EXERCISE OBJECTIVE
Once you reach the line containing "let toml_str = toml::to_string_pretty(report)?;", copy it and every line after it exactly, through the end of the data below.

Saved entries
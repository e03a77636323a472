#[allow(dead_code)]
mod common;

use ndarray::Array2;

use efret_core::frame::Channel;
use efret_core::segmentation::components::remove_small_components;
use efret_core::segmentation::morphology::{closing, dilate, erode, opening, Footprint};
use efret_core::segmentation::{
    bleach_segmentation, calibration_segmentation, label_components, refine_mask, Connectivity,
    SegmentationConfig,
};

use common::{bleach_pair_stacks, small_segmentation, CENTRE_DISK, TWO_DISKS};

fn square(mask: &mut Array2<bool>, row: usize, col: usize, side: usize) {
    for r in row..row + side {
        for c in col..col + side {
            mask[[r, c]] = true;
        }
    }
}

#[test]
fn test_labels_in_raster_order() {
    let mut mask = Array2::from_elem((20, 20), false);
    square(&mut mask, 12, 2, 3);
    square(&mut mask, 2, 14, 3);
    square(&mut mask, 2, 2, 3);

    let labels = label_components(&mask, Connectivity::Eight);
    assert_eq!(labels.count(), 3);
    assert_eq!(labels.labels()[[2, 2]], 1);
    assert_eq!(labels.labels()[[2, 14]], 2);
    assert_eq!(labels.labels()[[12, 2]], 3);
    assert_eq!(labels.areas(), vec![9, 9, 9]);
}

#[test]
fn test_u_shape_is_one_region() {
    // Two arms joined only at the bottom: the right arm gets a provisional
    // label first on row 0 but must merge into region 1.
    let mut mask = Array2::from_elem((6, 6), false);
    for r in 0..5 {
        mask[[r, 0]] = true;
        mask[[r, 4]] = true;
    }
    for c in 0..5 {
        mask[[4, c]] = true;
    }
    let labels = label_components(&mask, Connectivity::Four);
    assert_eq!(labels.count(), 1);
    assert!(labels.labels().iter().all(|&l| l <= 1));
}

#[test]
fn test_diagonal_connectivity() {
    let mut mask = Array2::from_elem((4, 4), false);
    mask[[0, 0]] = true;
    mask[[1, 1]] = true;
    mask[[2, 2]] = true;

    assert_eq!(label_components(&mask, Connectivity::Eight).count(), 1);
    assert_eq!(label_components(&mask, Connectivity::Four).count(), 3);
}

#[test]
fn test_region_areas() {
    let mut mask = Array2::from_elem((10, 10), false);
    square(&mut mask, 1, 3, 2);
    square(&mut mask, 6, 6, 4);
    let labels = label_components(&mask, Connectivity::Eight);
    assert_eq!(labels.areas(), vec![4, 16]);
    assert_eq!(labels.labels()[[1, 3]], 1);
    assert_eq!(labels.labels()[[9, 9]], 2);
}

#[test]
fn test_comb_merges_into_one_region() {
    // Teeth hang down from a spine along the bottom row, so every tooth gets
    // its own provisional label and they only merge on the last row.
    let (h, w) = (200, 199);
    let mut mask = Array2::from_elem((h, w), false);
    for col in (0..w).step_by(2) {
        for row in 0..h {
            mask[[row, col]] = true;
        }
    }
    for col in 0..w {
        mask[[h - 1, col]] = true;
    }

    for connectivity in [Connectivity::Four, Connectivity::Eight] {
        let labels = label_components(&mask, connectivity);
        assert_eq!(labels.count(), 1);
        assert_eq!(labels.areas()[0], mask.iter().filter(|&&m| m).count());
    }
}

#[test]
fn test_staircase_chain_keeps_raster_order() {
    // A 50-step staircase that chains one provisional label per row, below
    // an isolated block found first in raster order.
    let mut mask = Array2::from_elem((60, 60), false);
    square(&mut mask, 0, 50, 3);
    for step in 0..50 {
        mask[[step + 5, 49 - step]] = true;
        mask[[step + 5, 48 - step.min(48)]] = true;
    }
    let labels = label_components(&mask, Connectivity::Four);
    assert_eq!(labels.count(), 2);
    assert_eq!(labels.labels()[[0, 50]], 1);
    assert_eq!(labels.labels()[[5, 49]], 2);
    assert_eq!(labels.labels()[[54, 0]], 2);
}

#[test]
fn test_remove_small_components() {
    let mut mask = Array2::from_elem((10, 10), false);
    square(&mut mask, 0, 0, 2);
    square(&mut mask, 5, 5, 4);
    let cleaned = remove_small_components(&mask, 5, Connectivity::Eight);
    assert!(!cleaned[[0, 0]]);
    assert!(cleaned[[6, 6]]);
    assert_eq!(cleaned.iter().filter(|&&m| m).count(), 16);
}

#[test]
fn test_erode_ignores_outside() {
    // A full mask stays full: pixels past the border never erode it.
    let mask = Array2::from_elem((8, 8), true);
    let eroded = erode(&mask, &Footprint::disk(2));
    assert!(eroded.iter().all(|&m| m));
}

#[test]
fn test_dilate_then_erode_square() {
    let mut mask = Array2::from_elem((15, 15), false);
    square(&mut mask, 5, 5, 5);

    let dilated = dilate(&mask, &Footprint::disk(1));
    assert_eq!(dilated.iter().filter(|&&m| m).count(), 25 + 4 * 5);

    let eroded = erode(&mask, &Footprint::disk(1));
    assert_eq!(eroded.iter().filter(|&&m| m).count(), 9);
}

#[test]
fn test_closing_fills_gap_opening_removes_speck() {
    let mut mask = Array2::from_elem((15, 15), false);
    square(&mut mask, 4, 2, 5);
    square(&mut mask, 4, 8, 5);
    // One-pixel gap at column 7 between the two squares.
    let closed = closing(&mask, &Footprint::disk(1));
    assert!(closed[[6, 7]]);

    let mut specks = mask.clone();
    specks[[0, 14]] = true;
    let opened = opening(&specks, &Footprint::disk(1));
    assert!(!opened[[0, 14]]);
    assert!(opened[[6, 4]]);
}

#[test]
fn test_calibration_segmentation_single_cell() {
    let (pre, _) = bleach_pair_stacks(&[CENTRE_DISK], 2, &[2.0]);
    let reference = pre.mean_image(Channel::AA);
    let seg = calibration_segmentation(&reference, &SegmentationConfig::default());

    assert_eq!(seg.labels.count(), 1);
    assert!(seg.mask[[32, 32]]);
    assert!(!seg.mask[[0, 0]]);
    // Radius 20 eroded by 10 leaves roughly a radius-10 disk.
    assert!(!seg.mask[[32, 45]]);
    assert_eq!(seg.labels.foreground(), seg.mask);
}

#[test]
fn test_calibration_segmentation_blank_image() {
    let reference = Array2::<f32>::zeros((32, 32));
    let seg = calibration_segmentation(&reference, &SegmentationConfig::default());
    assert!(seg.labels.is_empty());
    assert!(seg.mask.iter().all(|&m| !m));
}

#[test]
fn test_bleach_segmentation_masks_nest() {
    let (pre, _) = bleach_pair_stacks(&TWO_DISKS, 2, &[2.0, 2.0]);
    let reference = pre.mean_image(Channel::AA);
    let seg = bleach_segmentation(&reference, &small_segmentation());

    assert_eq!(seg.labels.count(), 2);
    assert_eq!(seg.labels.labels()[[20, 20]], 1);
    assert_eq!(seg.labels.labels()[[44, 44]], 2);
    // Every narrow-mask pixel lies in the wide mask, which reaches further.
    assert!(seg
        .mask
        .iter()
        .zip(seg.wide_mask.iter())
        .all(|(&narrow, &wide)| !narrow || wide));
    assert!(seg.wide_mask[[20, 35]]);
    assert!(!seg.mask[[20, 35]]);
    assert!(!seg.wide_mask[[0, 63]]);
}

#[test]
fn test_refine_mask_extension() {
    let (pre, _) = bleach_pair_stacks(&[CENTRE_DISK], 1, &[2.0]);
    let reference = pre.mean_image(Channel::AA);
    let config = small_segmentation();

    let plain = refine_mask(&reference, false, 0, &config);
    let extended = refine_mask(&reference, true, 5, &config);
    let count = |m: &Array2<bool>| m.iter().filter(|&&v| v).count();
    assert!(count(&extended) > count(&plain));
    assert!(plain[[32, 32]]);
    assert!(!plain[[32, 55]]);
    assert!(extended[[32, 55]]);
}

#[test]
fn test_segmentation_is_deterministic() {
    let (pre, _) = bleach_pair_stacks(&TWO_DISKS, 3, &[2.0, 3.0]);
    let reference = pre.mean_image(Channel::AA);
    let config = small_segmentation();
    let a = bleach_segmentation(&reference, &config);
    let b = bleach_segmentation(&reference, &config);
    assert_eq!(a.mask, b.mask);
    assert_eq!(a.wide_mask, b.wide_mask);
    assert_eq!(a.labels, b.labels);
}
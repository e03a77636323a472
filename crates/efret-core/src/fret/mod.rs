pub mod bleach;
pub mod images;
pub mod set;

pub use bleach::{
    analyze_pair, BleachAnalysis, BleachPair, CorrectedBleachPair, FcBleachPair, GRegionProfile,
    ImageKind, SegmentedBleachPair,
};
pub use images::{fc_image, g_image};
pub use set::{process_bleach, BleachSet, GEstimate, GReport};
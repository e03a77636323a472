use std::collections::VecDeque;

use ndarray::{Array2, Zip};

use crate::consts::PARALLEL_PIXEL_THRESHOLD;

/// Flat structuring element stored as one horizontal span per row offset.
#[derive(Clone, Debug)]
pub struct Footprint {
    /// (row offset, half width of the span on that row)
    spans: Vec<(isize, usize)>,
}

impl Footprint {
    /// Disk of all offsets with dy^2 + dx^2 <= radius^2.
    pub fn disk(radius: usize) -> Self {
        let r = radius as isize;
        let spans = (-r..=r)
            .map(|dy| {
                let half = ((r * r - dy * dy) as f64).sqrt().floor() as usize;
                (dy, half)
            })
            .collect();
        Self { spans }
    }

    /// Number of offsets covered by the footprint.
    pub fn area(&self) -> usize {
        self.spans.iter().map(|&(_, half)| 2 * half + 1).sum()
    }
}

/// Per-row prefix counts of foreground pixels; `prefix[[r, c]]` counts
/// columns `0..c` of row `r`.
struct RowCounts {
    prefix: Array2<u32>,
}

impl RowCounts {
    fn new(mask: &Array2<bool>) -> Self {
        let (h, w) = mask.dim();
        let mut prefix = Array2::<u32>::zeros((h, w + 1));
        for row in 0..h {
            for col in 0..w {
                prefix[[row, col + 1]] = prefix[[row, col]] + mask[[row, col]] as u32;
            }
        }
        Self { prefix }
    }

    /// Foreground count in columns `c0..=c1` of `row`.
    fn count(&self, row: usize, c0: usize, c1: usize) -> u32 {
        self.prefix[[row, c1 + 1]] - self.prefix[[row, c0]]
    }
}

/// Visit the in-image part of every footprint span centred on (row, col);
/// stops early when `visit` returns false. Returns whether all visits passed.
fn all_spans<F>(fp: &Footprint, h: usize, w: usize, row: usize, col: usize, mut visit: F) -> bool
where
    F: FnMut(usize, usize, usize) -> bool,
{
    for &(dy, half) in &fp.spans {
        let r = row as isize + dy;
        if r < 0 || r >= h as isize {
            continue;
        }
        let c0 = col.saturating_sub(half);
        let c1 = (col + half).min(w - 1);
        if !visit(r as usize, c0, c1) {
            return false;
        }
    }
    true
}

fn apply<F>(mask: &Array2<bool>, op: F) -> Array2<bool>
where
    F: Fn((usize, usize)) -> bool + Sync,
{
    let mut result = Array2::from_elem(mask.dim(), false);
    if mask.len() >= PARALLEL_PIXEL_THRESHOLD {
        Zip::indexed(&mut result).par_for_each(|idx, out| *out = op(idx));
    } else {
        Zip::indexed(&mut result).for_each(|idx, out| *out = op(idx));
    }
    result
}

/// Binary erosion: a pixel stays true only if every in-image pixel under the
/// footprint is true. Out-of-image neighbours are ignored.
pub fn erode(mask: &Array2<bool>, fp: &Footprint) -> Array2<bool> {
    let (h, w) = mask.dim();
    let counts = RowCounts::new(mask);
    apply(mask, |(row, col)| {
        mask[[row, col]]
            && all_spans(fp, h, w, row, col, |r, c0, c1| {
                counts.count(r, c0, c1) as usize == c1 - c0 + 1
            })
    })
}

/// Binary dilation: a pixel becomes true if any pixel under the footprint is true.
pub fn dilate(mask: &Array2<bool>, fp: &Footprint) -> Array2<bool> {
    let (h, w) = mask.dim();
    let counts = RowCounts::new(mask);
    apply(mask, |(row, col)| {
        !all_spans(fp, h, w, row, col, |r, c0, c1| counts.count(r, c0, c1) == 0)
    })
}

/// Dilation followed by erosion: fills gaps narrower than the footprint.
pub fn closing(mask: &Array2<bool>, fp: &Footprint) -> Array2<bool> {
    erode(&dilate(mask, fp), fp)
}

/// Erosion followed by dilation: removes blobs and bridges thinner than the footprint.
pub fn opening(mask: &Array2<bool>, fp: &Footprint) -> Array2<bool> {
    dilate(&erode(mask, fp), fp)
}

/// Fill background areas not 4-connected to the image border.
pub fn fill_holes(mask: &Array2<bool>) -> Array2<bool> {
    let (h, w) = mask.dim();
    let mut outside = Array2::from_elem((h, w), false);
    let mut queue = VecDeque::new();

    let mut seed = |row: usize, col: usize, outside: &mut Array2<bool>| {
        if !mask[[row, col]] && !outside[[row, col]] {
            outside[[row, col]] = true;
            queue.push_back((row, col));
        }
    };
    for row in 0..h {
        seed(row, 0, &mut outside);
        if w > 1 {
            seed(row, w - 1, &mut outside);
        }
    }
    for col in 0..w {
        seed(0, col, &mut outside);
        if h > 1 {
            seed(h - 1, col, &mut outside);
        }
    }

    while let Some((row, col)) = queue.pop_front() {
        let neighbours = [
            (row.wrapping_sub(1), col),
            (row + 1, col),
            (row, col.wrapping_sub(1)),
            (row, col + 1),
        ];
        for (nr, nc) in neighbours {
            if nr < h && nc < w && !mask[[nr, nc]] && !outside[[nr, nc]] {
                outside[[nr, nc]] = true;
                queue.push_back((nr, nc));
            }
        }
    }

    outside.mapv(|o| !o)
}

#[cfg(test)]
mod tests {
    use super::*;

    #[test]
    fn test_disk_area() {
        // disk(1) is a plus shape, disk(2) has 13 pixels.
        assert_eq!(Footprint::disk(0).area(), 1);
        assert_eq!(Footprint::disk(1).area(), 5);
        assert_eq!(Footprint::disk(2).area(), 13);
    }

    #[test]
    fn test_fill_holes_ring() {
        let mut mask = Array2::from_elem((5, 5), false);
        for i in 1..4 {
            mask[[1, i]] = true;
            mask[[3, i]] = true;
            mask[[i, 1]] = true;
            mask[[i, 3]] = true;
        }
        let filled = fill_holes(&mask);
        assert!(filled[[2, 2]]);
        assert!(!filled[[0, 0]]);
        assert_eq!(filled.iter().filter(|&&v| v).count(), 9);
    }
}
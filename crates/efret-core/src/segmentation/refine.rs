use ndarray::Array2;
use tracing::debug;

use crate::filters::gaussian_blur_array;

use super::components::remove_small_components;
use super::config::SegmentationConfig;
use super::morphology::{dilate, fill_holes, Footprint};
use super::threshold::{binarize, otsu_threshold};

/// Cell mask from a representative image.
///
/// Pipeline: Gaussian blur -> Otsu threshold -> hole filling -> small-region
/// removal -> optional dilation by `extension_radius` (the extended mask
/// covers the cells plus a margin and marks what is *not* background).
pub fn refine_mask(
    image: &Array2<f32>,
    extend: bool,
    extension_radius: usize,
    config: &SegmentationConfig,
) -> Array2<bool> {
    let blurred = gaussian_blur_array(image, config.blur_sigma);
    let threshold = otsu_threshold(&blurred);
    debug!(threshold, extend, "Refining mask");

    let raw = binarize(&blurred, threshold);
    let filled = fill_holes(&raw);
    let cleaned = remove_small_components(&filled, config.min_region_area, config.connectivity);

    if extend && extension_radius > 0 {
        dilate(&cleaned, &Footprint::disk(extension_radius))
    } else {
        cleaned
    }
}
pub mod components;
pub mod config;
pub mod masks;
pub mod morphology;
pub mod refine;
pub mod threshold;

pub use components::{label_components, LabelMap};
pub use config::{Connectivity, SegmentationConfig};
pub use masks::{bleach_segmentation, calibration_segmentation, BleachSegmentation, Segmentation};
pub use refine::refine_mask;
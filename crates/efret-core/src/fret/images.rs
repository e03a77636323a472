use ndarray::{Array2, Array3, Axis, Zip};
use rayon::prelude::*;

use crate::consts::PARALLEL_PIXEL_THRESHOLD;
use crate::crosstalk::CrosstalkCoefficients;

/// Crosstalk-corrected FRET intensity of one pixel, clipped at 0:
/// `DA - a (AA - c DD) - d (DD - b AA)`.
#[inline]
pub fn fc_pixel(dd: f64, da: f64, aa: f64, k: &CrosstalkCoefficients) -> f64 {
    (da - k.a * (aa - k.c * dd) - k.d * (dd - k.b * aa)).max(0.0)
}

/// Fc image series. All inputs share one (frames, height, width) shape.
pub fn fc_image(
    dd: &Array3<u16>,
    da: &Array3<u16>,
    aa: &Array3<u16>,
    coefficients: &CrosstalkCoefficients,
) -> Array3<f32> {
    let zip = Zip::from(dd).and(da).and(aa);
    let f = |&dd: &u16, &da: &u16, &aa: &u16| {
        fc_pixel(dd as f64, da as f64, aa as f64, coefficients) as f32
    };
    if dd.len() >= PARALLEL_PIXEL_THRESHOLD {
        zip.par_map_collect(f)
    } else {
        zip.map_collect(f)
    }
}

/// Sensitization image `(Fc_pre - Fc_post) / (DD_post - DD_pre)` inside
/// `mask`. Pixels outside the mask or with no donor change are NaN.
pub fn g_image(
    fc_pre: &Array3<f32>,
    fc_post: &Array3<f32>,
    dd_pre: &Array3<u16>,
    dd_post: &Array3<u16>,
    mask: &Array2<bool>,
) -> Array3<f32> {
    let mut g = Array3::<f32>::from_elem(fc_pre.dim(), f32::NAN);
    g.axis_iter_mut(Axis(0))
        .into_par_iter()
        .enumerate()
        .for_each(|(f, mut frame)| {
            Zip::from(&mut frame)
                .and(mask)
                .and(fc_pre.index_axis(Axis(0), f))
                .and(fc_post.index_axis(Axis(0), f))
                .and(dd_pre.index_axis(Axis(0), f))
                .and(dd_post.index_axis(Axis(0), f))
                .for_each(|out, &m, &fpre, &fpost, &dpre, &dpost| {
                    let delta_dd = dpost as f32 - dpre as f32;
                    if m && delta_dd != 0.0 {
                        *out = (fpre - fpost) / delta_dd;
                    }
                });
        });
    g
}

/// Per-pixel donor dequenching in one frame, `max(DD_post - DD_pre, 0)`.
pub fn delta_dd_frame(dd_pre: &Array3<u16>, dd_post: &Array3<u16>, frame: usize) -> Array2<f64> {
    Zip::from(dd_pre.index_axis(Axis(0), frame))
        .and(dd_post.index_axis(Axis(0), frame))
        .map_collect(|&pre, &post| (post as f64 - pre as f64).max(0.0))
}

/// Per-pixel Fc loss in one frame, `max(Fc_pre - Fc_post, 0)`.
pub fn delta_fc_frame(fc_pre: &Array3<f32>, fc_post: &Array3<f32>, frame: usize) -> Array2<f64> {
    Zip::from(fc_pre.index_axis(Axis(0), frame))
        .and(fc_post.index_axis(Axis(0), frame))
        .map_collect(|&pre, &post| (pre as f64 - post as f64).max(0.0))
}
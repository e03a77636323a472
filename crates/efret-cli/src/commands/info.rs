use std::path::PathBuf;

use anyhow::Result;
use clap::Args;
use efret_core::io::tiff_stack::{channel_means, load_stack_with_info};

#[derive(Args)]
pub struct InfoArgs {
    /// Input multi-page TIFF stack
    pub file: PathBuf,
}

pub fn run(args: &InfoArgs) -> Result<()> {
    let (stack, info) = load_stack_with_info(&args.file)?;

    println!("File:        {}", args.file.display());
    println!("Pages:       {}", info.pages);
    println!("Frames:      {}", info.frames);
    println!("Dimensions:  {}x{}", info.width, info.height);
    println!("Samples/px:  {}", info.samples_per_pixel);

    for (channel, mean) in channel_means(&stack) {
        println!("Mean {:<7}{:.1}", format!("{channel}:"), mean);
    }

    let total_mb = (stack.frame_count() * stack.height() * stack.width() * 4 * 2) as f64
        / (1024.0 * 1024.0);
    println!("Data size:   {:.1} MB", total_mb);

    Ok(())
}
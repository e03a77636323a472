use crate::consts::{BETA_CF_EPSILON, BETA_CF_MAX_ITER};

/// Lanczos coefficients (g = 7, n = 9).
const LANCZOS: [f64; 9] = [
    0.999_999_999_999_809_93,
    676.520_368_121_885_1,
    -1_259.139_216_722_402_8,
    771.323_428_777_653_13,
    -176.615_029_162_140_59,
    12.507_343_278_686_905,
    -0.138_571_095_265_720_12,
    9.984_369_578_019_571_6e-6,
    1.505_632_735_149_311_6e-7,
];

/// Natural log of the gamma function for x > 0.
pub fn ln_gamma(x: f64) -> f64 {
    if x < 0.5 {
        // Reflection formula.
        let pi = std::f64::consts::PI;
        return (pi / (pi * x).sin()).ln() - ln_gamma(1.0 - x);
    }
    let x = x - 1.0;
    let t = x + 7.5;
    let series = LANCZOS[1..]
        .iter()
        .enumerate()
        .fold(LANCZOS[0], |acc, (i, &c)| acc + c / (x + i as f64 + 1.0));
    0.5 * (2.0 * std::f64::consts::PI).ln() + (x + 0.5) * t.ln() - t + series.ln()
}

/// Regularized incomplete beta function I_x(a, b).
pub fn regularized_incomplete_beta(x: f64, a: f64, b: f64) -> f64 {
    if x <= 0.0 {
        return 0.0;
    }
    if x >= 1.0 {
        return 1.0;
    }
    let ln_front = ln_gamma(a + b) - ln_gamma(a) - ln_gamma(b) + a * x.ln() + b * (1.0 - x).ln();
    let front = ln_front.exp();
    // The continued fraction converges fast for x < (a + 1) / (a + b + 2).
    if x < (a + 1.0) / (a + b + 2.0) {
        front * beta_continued_fraction(x, a, b) / a
    } else {
        1.0 - front * beta_continued_fraction(1.0 - x, b, a) / b
    }
}

/// Modified Lentz evaluation of the incomplete beta continued fraction.
fn beta_continued_fraction(x: f64, a: f64, b: f64) -> f64 {
    let tiny = 1.0e-300;
    let qab = a + b;
    let qap = a + 1.0;
    let qam = a - 1.0;

    let mut c = 1.0;
    let mut d = 1.0 - qab * x / qap;
    if d.abs() < tiny {
        d = tiny;
    }
    d = 1.0 / d;
    let mut h = d;

    for m in 1..=BETA_CF_MAX_ITER {
        let m = m as f64;
        let m2 = 2.0 * m;

        let aa = m * (b - m) * x / ((qam + m2) * (a + m2));
        d = 1.0 + aa * d;
        if d.abs() < tiny {
            d = tiny;
        }
        c = 1.0 + aa / c;
        if c.abs() < tiny {
            c = tiny;
        }
        d = 1.0 / d;
        h *= d * c;

        let aa = -(a + m) * (qab + m) * x / ((a + m2) * (qap + m2));
        d = 1.0 + aa * d;
        if d.abs() < tiny {
            d = tiny;
        }
        c = 1.0 + aa / c;
        if c.abs() < tiny {
            c = tiny;
        }
        d = 1.0 / d;
        let delta = d * c;
        h *= delta;

        if (delta - 1.0).abs() < BETA_CF_EPSILON {
            break;
        }
    }
    h
}

/// Survival function P(T > t) of Student's t distribution with `df` degrees of freedom.
pub fn students_t_sf(t: f64, df: f64) -> f64 {
    if t.is_nan() || df <= 0.0 {
        return f64::NAN;
    }
    if t.is_infinite() {
        return if t > 0.0 { 0.0 } else { 1.0 };
    }
    let tail = 0.5 * regularized_incomplete_beta(df / (df + t * t), 0.5 * df, 0.5);
    if t >= 0.0 {
        tail
    } else {
        1.0 - tail
    }
}

/// Two-sided p-value of `estimate` with standard error `stderr` against a
/// t distribution with `df` degrees of freedom.
///
/// A zero standard error gives 0 for a non-zero estimate and 1 otherwise.
pub fn two_sided_p_value(estimate: f64, stderr: f64, df: f64) -> f64 {
    if stderr == 0.0 {
        return if estimate == 0.0 { 1.0 } else { 0.0 };
    }
    let t = (estimate / stderr).abs();
    (2.0 * students_t_sf(t, df)).min(1.0)
}
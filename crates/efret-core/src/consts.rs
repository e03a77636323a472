/// Minimum pixel count (h*w) to use row-level Rayon parallelism.
pub const PARALLEL_PIXEL_THRESHOLD: usize = 65_536;

/// Minimum frame count to use frame-level Rayon parallelism.
pub const PARALLEL_FRAME_THRESHOLD: usize = 4;

/// Number of fluorescence channels in a 3-cube registration (DD, DA, AD, AA).
pub const CHANNEL_COUNT: usize = 4;

/// Percentile (0..100) subtracted from every frame as its background level.
pub const BACKGROUND_PERCENTILE: f64 = 1.0;

/// Number of histogram bins for Otsu's thresholding.
pub const OTSU_HISTOGRAM_BINS: usize = 256;

/// Disk radius of the closing applied to calibration masks.
pub const DEFAULT_CLOSING_RADIUS: usize = 10;

/// Disk radius of the erosion that follows closing (calibration) or opening (bleach pairs).
pub const DEFAULT_EROSION_RADIUS: usize = 10;

/// Disk radius of the first opening of the narrow bleach-pair mask.
pub const DEFAULT_OPENING_RADIUS: usize = 10;

/// Disk radius of the final opening of the narrow bleach-pair mask.
pub const DEFAULT_FINAL_OPENING_RADIUS: usize = 5;

/// Dilation radius used to build the wide (background-exclusion) mask.
pub const DEFAULT_EXTENSION_RADIUS: usize = 30;

/// Gaussian sigma applied before thresholding in mask refinement.
pub const DEFAULT_REFINE_BLUR_SIGMA: f32 = 1.0;

/// Components smaller than this (pixels) are dropped by mask refinement.
pub const DEFAULT_MIN_REGION_AREA: usize = 64;

/// Minimum number of paired samples for a linear fit with a t-test (df >= 1).
pub const MIN_FIT_SAMPLES: usize = 3;

/// Maximum continued-fraction iterations for the incomplete beta function.
pub const BETA_CF_MAX_ITER: usize = 300;

/// Convergence tolerance for the incomplete beta continued fraction.
pub const BETA_CF_EPSILON: f64 = 3.0e-16;

/// Decoder buffer limit for large multi-page TIFF stacks (2 GiB).
pub const TIFF_DECODING_LIMIT_BYTES: usize = 2 * 1024 * 1024 * 1024;

/// File extension appended to registration stems in set configurations.
pub const DEFAULT_STACK_EXTENSION: &str = "tif";
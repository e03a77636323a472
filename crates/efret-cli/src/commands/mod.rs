pub mod config;
pub mod crosstalk;
pub mod gfactor;
pub mod info;
pub mod run;

use std::path::{Path, PathBuf};

use anyhow::{Context, Result};
use efret_core::pipeline::config::ExperimentConfig;
use serde::Serialize;
use tracing::{debug, info};

/// Read an experiment config, letting `--export-dir` override the file.
pub fn load_experiment(path: &Path, export_dir: Option<&PathBuf>) -> Result<ExperimentConfig> {
    let contents = std::fs::read_to_string(path)
        .with_context(|| format!("Failed to read config {}", path.display()))?;
    let mut config: ExperimentConfig =
        toml::from_str(&contents).context("Invalid experiment config")?;
    if let Some(dir) = export_dir {
        debug!(export_dir = %dir.display(), "Export directory overridden");
        config.export_dir = Some(dir.clone());
    }
    info!(
        path = %path.display(),
        calibration = config.calibration.is_some(),
        bleach = config.bleach.is_some(),
        "Loaded experiment config"
    );
    Ok(config)
}

/// Serialize a report as TOML.
pub fn write_report<T: Serialize>(report: &T, path: &Path) -> Result<()> {
    let toml_str = toml::to_string_pretty(report)?;
    std::fs::write(path, &toml_str)
        .with_context(|| format!("Failed to write report to {}", path.display()))?;
    info!(path = %path.display(), bytes = toml_str.len(), "Wrote report");
    println!("Report saved to {}", path.display());
    Ok(())
}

RESPONSE AREA
    let toml_str = toml::to_string_pretty(report)?;
    std::fs::write(path, &toml_str)
        .with_context(|| format!("Failed to write report to {}", path.display()))?;
    info!(path = %path.display(), bytes = toml_str.len(), "Wrote report");
    println!("Report saved to {}", path.display());
    Ok(())
}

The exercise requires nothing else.